“Are we there yet?” Amelia stopped singing to ask as I turned another corner.
I glanced at the GPS. “Close, sweetheart, close,” I said. I drove around the corner. “According to the GPS, her apartment should be coming up on the—holy smokes.”
There was a large sign announcing her apartment complex, like it was a shopping center. I turned on to the drive, which was really a private street, and slowed the car to a crawl.
“Oh, boy,” I muttered.
“Is this it, Daddy?” Amelia called from the back seat.
“This is it, but we’ve got a problem.” There was a double locked gate with a keypad at the entrance, and I didn’t have a clue what the number was. I lowered the window as the SUV rolled to stop, examining the keypad, seeing if there was a guest code printed anywhere. No guest code, but there was a printed set of instructions reminding residents to press the star key after they finished entering their passcode.
Great. Just great. Was the passcode four or five digits? There were only ten thousand potential combinations for four digits, and ninety thousand for five digits.
“This is going to be a little tricky,” I said, backing the SUV up. I swung the car around and pulled into a small parking lot next to what looked like a pool house, probably the apartment complex manager’s office.
“Why aren’t we going to get Nova?” Amelia demanded as she rocked back and forth in her car seat.
“Give me a minute, Amelia,” I snapped. “There is a code to get into the apartment complex and I don’t know what it is.”
“Why can’t we ask Nova?” Amelia asked.
She had a point. Why didn’t I pick up the phone and call Nova and say, ‘where are you? We’re coming to get you.’ Because I was afraid that she would hang up on me or that she would say she didn’t want us there. I was afraid that Nova would say, 'I don’t want you.’
“I thought we were going to surprise her?” I reminded Amelia.
“Yes, we should surprise her. That would make it a good Christmas present,” Amelia confirmed.
Somehow, on the drive over, rescuing Nova had turned into surprising her. She went back to humming one of the songs from the night we were snowed in together. I was going to have to correct her words. Then again, maybe not. It was just as well she didn’t understand the song was about drugs. I should have played more Christmas carols that night. Honestly, I knew more old rock songs that people liked to sing along with. TheChristmas music I knew was from my training, classical pieces that didn’t exactly have words.

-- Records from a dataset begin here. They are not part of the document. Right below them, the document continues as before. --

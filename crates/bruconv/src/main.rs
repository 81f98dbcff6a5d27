use crate::prelude::{eprintln, *};
use clap::builder::{NonEmptyStringValueParser, TypedValueParser};
use clap::error::{ContextKind, ContextValue, ErrorKind};
use clap::{CommandFactory, Parser};
use std::ffi::OsString;
use std::path::PathBuf;

mod config;
mod convert;
mod error;
mod loader;
mod logging;
mod output;
mod prelude;

/// Exit status when a required option is absent or empty
const MISSING_OPTION_EXIT_CODE: i32 = 1;

#[derive(Debug, clap::Parser)]
#[command(
    author,
    version,
    about,
    long_about = "This tool converts Insomnia-exported files (v5 YAML) into Bruno collection files."
)]
pub struct App {
    /// Path to Insomnia exported file
    #[clap(
        short = 'f',
        long = "file",
        env = "BRUCONV_FILE",
        value_parser = NonEmptyStringValueParser::new().map(PathBuf::from)
    )]
    file: PathBuf,

    /// Output directory
    #[clap(
        short = 'o',
        long = "output",
        env = "BRUCONV_OUTPUT",
        value_parser = NonEmptyStringValueParser::new().map(PathBuf::from)
    )]
    output: PathBuf,

    /// Name of bruno collection
    #[clap(
        short = 'n',
        long = "name",
        env = "BRUCONV_NAME",
        value_parser = NonEmptyStringValueParser::new()
    )]
    name: String,

    /// Whether to display additional information.
    #[clap(long, env = "BRUCONV_VERBOSE", default_value = "false")]
    verbose: bool,
}

/// Result of reading the command line
#[derive(Debug)]
enum Args {
    Run(App),
    /// A required option was not given, or was given an empty value
    MissingOption,
    /// Any other clap outcome, including `--help` and `--version`
    Clap(clap::Error),
}

/// An empty value for a required option counts as not having it at all
fn is_missing_option(err: &clap::Error) -> bool {
    match err.kind() {
        ErrorKind::MissingRequiredArgument => true,
        ErrorKind::InvalidValue => matches!(
            err.get(ContextKind::InvalidValue),
            Some(ContextValue::String(value)) if value.is_empty()
        ),
        _ => false,
    }
}

fn parse_args<I, T>(args: I) -> Args
where
    I: IntoIterator<Item = T>,
    T: Into<OsString> + Clone,
{
    match App::try_parse_from(args) {
        Ok(app) => Args::Run(app),
        Err(err) if is_missing_option(&err) => Args::MissingOption,
        Err(err) => Args::Clap(err),
    }
}

fn missing_option_message() -> String {
    format!(
        "\n[ERROR] Missing required option\n\n{}",
        App::command().render_help()
    )
}

fn main() -> Result<()> {
    color_eyre::install()?;

    let app = match parse_args(std::env::args_os()) {
        Args::Run(app) => app,
        Args::MissingOption => {
            eprintln!("{}", missing_option_message());
            std::process::exit(MISSING_OPTION_EXIT_CODE);
        }
        Args::Clap(err) => err.exit(),
    };
    let config = config::Config::from(app);

    logging::init(config.verbose);

    if let Err(err) = crate::convert::run(&config) {
        logging::report_error("bruconv", &format!("{err:#}"));
        std::process::exit(1);
    }

    Ok(())
}
pub use crate::error::Error;

pub use anstream::eprintln;
pub use anstream::println;
pub use color_eyre::eyre::{Context, Result};
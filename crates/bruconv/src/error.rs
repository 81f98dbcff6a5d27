use std::path::PathBuf;

#[derive(thiserror::Error, Debug)]
pub enum Error {
    #[error("Failed to read {}: {source}", .path.display())]
    Load {
        path: PathBuf,
        source: std::io::Error,
    },

    #[error("Failed to parse {} as YAML: {source}", .path.display())]
    Parse {
        path: PathBuf,
        source: serde_yaml::Error,
    },

    #[error("Failed to create directory {}: {source}", .path.display())]
    CreateDir {
        path: PathBuf,
        source: std::io::Error,
    },

    #[error("Failed to write {}: {source}", .path.display())]
    WriteFile {
        path: PathBuf,
        source: std::io::Error,
    },

    #[error("{0} file(s) could not be written")]
    IncompleteOutput(usize),
}
//! Sub-environment rendering
//!
//! Each entry of `environments.subEnvironments` becomes one `vars` file under
//! the collection's `environments/` directory.

use indexmap::IndexMap;

use crate::document::{
    child_path, index_path, map_field, opt_field, opt_seq_field, scalar_to_string, str_field,
    DocumentError, Node,
};
use crate::BRU_EXTENSION;

/// A named set of variables
#[derive(Debug, Clone, PartialEq, Eq)]
pub struct SubEnvironment {
    pub name: String,
    /// Variables in document order
    pub vars: IndexMap<String, String>,
}

/// Outcome of looking up the sub-environments of a document
#[derive(Debug, Clone, PartialEq, Eq)]
pub enum EnvironmentLookup {
    /// The document has no `environments` entry
    NoEnvironments,
    /// `environments` exists but has no `subEnvironments` list
    NoSubEnvironments,
    Found(Vec<SubEnvironment>),
}

/// Extract every sub-environment of the document
pub fn parse_sub_environments(document: &Node) -> Result<EnvironmentLookup, DocumentError> {
    let Some(environments) = opt_field(document, "environments", "")? else {
        return Ok(EnvironmentLookup::NoEnvironments);
    };
    let Some(entries) = opt_seq_field(environments, "subEnvironments", "environments")? else {
        return Ok(EnvironmentLookup::NoSubEnvironments);
    };

    let list_path = "environments.subEnvironments";
    let sub_environments = entries
        .iter()
        .enumerate()
        .map(|(index, entry)| parse_sub_environment(entry, &index_path(list_path, index)))
        .collect::<Result<Vec<_>, _>>()?;

    Ok(EnvironmentLookup::Found(sub_environments))
}

fn parse_sub_environment(node: &Node, path: &str) -> Result<SubEnvironment, DocumentError> {
    let name = str_field(node, "name", path)?;
    let data_path = child_path(path, "data");
    let data = map_field(node, "data", path)?;

    let mut vars = IndexMap::with_capacity(data.len());
    for (key, value) in data {
        let key = scalar_to_string(key, &data_path)?;
        let value = scalar_to_string(value, &child_path(&data_path, &key))?;
        vars.insert(key, value);
    }

    Ok(SubEnvironment {
        name: name.to_string(),
        vars,
    })
}

/// File name of a rendered environment, relative to `environments/`
pub fn environment_file_name(name: &str) -> String {
    format!("{}.{}", name.replace('/', "_"), BRU_EXTENSION)
}

/// Render the `vars` block for a sub-environment
pub fn render_environment(environment: &SubEnvironment) -> String {
    let lines: Vec<String> = environment
        .vars
        .iter()
        .map(|(key, value)| format!("  {key}: {value}"))
        .collect();

    format!("vars {{\n{}\n}}", lines.join("\n"))
}
//! Request item rendering
//!
//! Turns a request node of the export into the text of a `.bru` request file.

use std::fmt;

use indexmap::IndexMap;

use crate::document::{
    child_path, field, index_path, opt_field, opt_seq_field, opt_str_field, str_field,
    DocumentError, Node,
};
use crate::BRU_EXTENSION;

/// Header that is never carried over to the generated request
const DROPPED_HEADER: &str = "User-Agent";

/// Coarse classification of a request body's encoding
#[derive(Debug, Clone, Copy, PartialEq, Eq)]
pub enum BodyType {
    Json,
    MultipartForm,
    FormUrlEncoded,
    None,
}

impl BodyType {
    pub fn as_str(&self) -> &'static str {
        match self {
            BodyType::Json => "json",
            BodyType::MultipartForm => "multipartForm",
            BodyType::FormUrlEncoded => "formUrlEncoded",
            BodyType::None => "none",
        }
    }
}

impl fmt::Display for BodyType {
    fn fmt(&self, f: &mut fmt::Formatter<'_>) -> fmt::Result {
        f.write_str(self.as_str())
    }
}

/// Classify a MIME type by its suffix
///
/// Suffix matching tolerates anything prepended to the MIME string.
pub fn body_type(mime_type: &str) -> BodyType {
    if mime_type.ends_with("application/json") {
        BodyType::Json
    } else if mime_type.ends_with("multipart/form-data") {
        BodyType::MultipartForm
    } else if mime_type.ends_with("application/x-www-form-urlencoded") {
        BodyType::FormUrlEncoded
    } else {
        BodyType::None
    }
}

/// A request item, extracted from the document and ready to render
#[derive(Debug, Clone, PartialEq, Eq)]
pub struct Request {
    pub id: String,
    pub name: String,
    /// Lower-cased HTTP method
    pub method: String,
    pub url: String,
    pub body_type: BodyType,
    /// Lower-cased header names in first-seen order
    pub headers: IndexMap<String, String>,
}

impl Request {
    /// Extract a request from the item node at `path`
    pub fn from_node(node: &Node, path: &str) -> Result<Self, DocumentError> {
        let meta_path = child_path(path, "meta");
        let meta = field(node, "meta", path)?;
        let id = str_field(meta, "id", &meta_path)?;
        let name = str_field(node, "name", path)?;
        let method = str_field(node, "method", path)?;
        let url = opt_str_field(node, "url", path)?.unwrap_or_default();

        let body_path = child_path(path, "body");
        let mime_type = match opt_field(node, "body", path)? {
            Some(body) => opt_str_field(body, "mimeType", &body_path)?.unwrap_or_default(),
            None => "",
        };

        Ok(Self {
            id: id.to_string(),
            name: name.to_string(),
            method: method.to_lowercase(),
            url: url.to_string(),
            body_type: body_type(mime_type),
            headers: collect_headers(node, path)?,
        })
    }

    pub fn file_name(&self) -> String {
        request_file_name(&self.name, &self.id)
    }
}

/// Collect the headers of the request node at `path`
///
/// Header names are lower-cased and `User-Agent` is dropped. Entries without a
/// string name and value are skipped. A repeated name keeps its first position
/// and takes the last value, so duplicated headers collapse into one.
pub fn collect_headers(node: &Node, path: &str) -> Result<IndexMap<String, String>, DocumentError> {
    let mut headers = IndexMap::new();

    let Some(entries) = opt_seq_field(node, "headers", path)? else {
        return Ok(headers);
    };

    let headers_path = child_path(path, "headers");
    for (index, entry) in entries.iter().enumerate() {
        let entry_path = index_path(&headers_path, index);
        if entry.as_mapping().is_none() {
            continue;
        }
        let (Ok(Some(name)), Ok(Some(value))) = (
            opt_str_field(entry, "name", &entry_path),
            opt_str_field(entry, "value", &entry_path),
        ) else {
            continue;
        };
        if name == DROPPED_HEADER {
            continue;
        }
        headers.insert(name.to_lowercase(), value.to_string());
    }

    Ok(headers)
}

/// File name of a rendered request: `{name}_{id}.bru` with `/` replaced by `_`
pub fn request_file_name(name: &str, id: &str) -> String {
    format!("{}_{}.{}", name.replace('/', "_"), id, BRU_EXTENSION)
}

/// Render the `.bru` file contents for a request
pub fn render_request(request: &Request) -> String {
    let mut blocks = Vec::with_capacity(4);

    blocks.push(format!(
        "meta {{\n  name: {}\n  type: http\n  seq: 1\n}}",
        request.name
    ));

    blocks.push(format!(
        "{} {{\n  url: {}\n  body: {}\n  auth: inherit\n}}",
        request.method, request.url, request.body_type
    ));

    if !request.headers.is_empty() {
        let lines: Vec<String> = request
            .headers
            .iter()
            .map(|(name, value)| format!("  {name}: {value}"))
            .collect();
        blocks.push(format!("headers {{\n{}\n}}", lines.join("\n")));
    }

    blocks.push("settings {\n  encodeUrl: true\n}".to_string());

    blocks.join("\n\n")
}
use bruconv_core::convert::plan_conversion;
use colored::Colorize;

use crate::config::Config;
use crate::loader::load_document;
use crate::output::{ensure_dir, write_artifacts};
use crate::prelude::{println, *};

fn print_options(config: &Config) {
    println!("{}", "[ Command options ]".bold());
    for (name, value, description) in config.describe() {
        println!("  -{:<30} {}", format!("{name} {value}"), description);
    }
    println!("\n");
}

/// Convert the export named by `config` into a Bruno collection
///
/// Loading, parsing and planning errors abort before anything below the output
/// root is written. File write failures are reported as they happen and turn
/// into an error once the rest of the collection has been written.
pub fn run(config: &Config) -> Result<()> {
    print_options(config);

    if !config.output_dir.exists() {
        ensure_dir(&config.output_dir)?;
        println!("Created output directory: {}", config.output_dir.display());
    }

    let document = load_document(&config.input)?;
    log::info!("Loaded {}", config.input.display());

    let plan = plan_conversion(&document, &config.collection_name)
        .with_context(|| format!("Failed to convert {}", config.input.display()))?;

    for notice in &plan.notices {
        println!("{notice}");
    }

    let report = write_artifacts(&config.output_dir, &plan.artifacts)?;

    if !report.failures.is_empty() {
        return Err(Error::IncompleteOutput(report.failures.len()).into());
    }

    println!(
        "{} {} request(s) into {} ({} directories, {} files)",
        "Converted".green().bold(),
        plan.requests,
        config.output_dir.display(),
        report.directories.len(),
        report.files.len()
    );

    Ok(())
}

I sat trying to figure out what possible number combinations Nova could have used. I jotted down a list of potential numbers that I thought she might have tried, the last four of her phone number, the last four of her social security number, her birth date, the year she was born. All of these were the kinds of passwords that security companies highly recommended not be used. Nova was a first grade teacher. Would she even be aware of the suggestions of security from cybersecurity companies?
I noticed a car approaching in my rearview mirror, and another car behind that one. I backed out of the parking space I was in and carefully eased the SUV back onto the drive. As the second car cleared the open gate, I sped through behind them. I didn’t have time to sit there and try to second-guess a number code. I wasn’t some kind of code hacker. Now, I needed to figure out which of these many buildings Nova lived in.
The apartment complex was huge, consisting of many two-storied buildings. Each building had two open walkways with stairs. It looked like each walkway-stairwell combination had four units that made eight units per building. This complex was huge. There had to be ten, maybe twelve or fifteen buildings with eight units each.
I didn’t even know where to begin. I slowly drove past the first set of buildings. I noticed that some of the apartments seemed to have balconies, while others didn’t. And some of the balconies were decorated with festive lights.
Would Nova be in a balcony department? Would she have decorated for the holiday? She seemed like the kind of person who would have twinkle lights all around her apartment. Irecalled she mentioned her apartment was small, so maybe not. Was there a way to tell from the outside how big the apartments in this complex were?
I drove around the complex trying to figure out the best approach to finding out which one of these apartments was Nova’s. That’s when I noticed there was a numbering scheme, and the buildings were labeled alphabetically, but I didn’t know which building Nova lived in. I didn’t have an apartment number for her, only a street address.
I pulled the SUV into an open parking spot and helped Amelia to unbuckle and get out of the car.
“Where do you think we should start?” I asked.
Amelia pointed to somebody walking their dog along one of the walkways in front of a building. “Why don’t we ask him?”
I shrugged. That was as good as any place to start. “Excuse me,” I called out, jogging toward the guy with the dog,
“I don’t want any,” he barked at me.
“Not trying to sell anything. Promise. Do you know your neighbors?” I asked.
“Are you a collections agent?” he asked me, barely slowing down to walk.
“No, no, I’m just trying to?—”
“We’re trying to find Nova,” Amelia cut me off.